I managed to track down the issue to the output file gamma correction,
which uses the following pattern for all of the offending file formats:
encodedR = (unsigned char) floor (
clip(powf(r, gamma), 0.0f, 1.0f) * 255.0
);
(and correspondingly for G and B channels)
Obviously, this goes bonkers when r is negative (which is physically
nonsense, but may happen with some exotic scene constructs) and gamma
does not happen to be an integer value. In such cases, the result of the
powf() function will be #NaN ("Not a Number").
Apparently, something in the expression
(unsigned char) floor (clip(#NaN, 0.0f, 1.0f) * 255.0)
is compiler-dependent, with Microsoft and Intel compilers returning 0
but g++ returning 255.
The proper solution would be to clip to positive values /before/
gamma-adjusting; given that any number smaller than 1.0f raised to
whatever positive power will give a result smaller than 1.0f, while any
number greater than 1.0f raised to whatever positive power will give a
result greater than 1.0f, the clipping to a maximum value of 1.0f can
also safely be performed before gamma-adjusting.

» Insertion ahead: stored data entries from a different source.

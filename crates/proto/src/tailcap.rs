// SPDX-License-Identifier: BUSL-1.1
// Copyright (c) 2026 Alfred Jean LLC

//! Tail-capped text retention for snapshot caches and output buffers.
//!
//! Snapshots are rendered text, so capping is measured in characters (not
//! bytes) and slices stay on char boundaries.

/// Return the last `max_chars` characters of `s`.
pub fn tail_cap(s: &str, max_chars: usize) -> &str {
    let total = s.chars().count();
    if total <= max_chars {
        return s;
    }
    let skip = total - max_chars;
    match s.char_indices().nth(skip) {
        Some((idx, _)) => &s[idx..],
        None => "",
    }
}

/// Append `chunk` to `existing` and cap the result to the last `max_chars`
/// characters.
pub fn append_capped(existing: &mut String, chunk: &str, max_chars: usize) {
    existing.push_str(chunk);
    if existing.chars().count() > max_chars {
        let capped = tail_cap(existing, max_chars).to_owned();
        *existing = capped;
    }
}

#[cfg(test)]
#[path = "tailcap_tests.rs"]
mod tests;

Thus, the offending
statements should be changed to the following pattern:
encodedR = (unsigned char) floor (
powf(clip(r, 0.0f, 1.0f), gamma) * 255.0
);
(I guess similar issues can be found in the HDR and PPM output code, but
those don't kick in because the file formats store linear data by
definition or convention, and therefore no gamma correction is performed
there with the scenes I used for testing.)
I'll file a bug report.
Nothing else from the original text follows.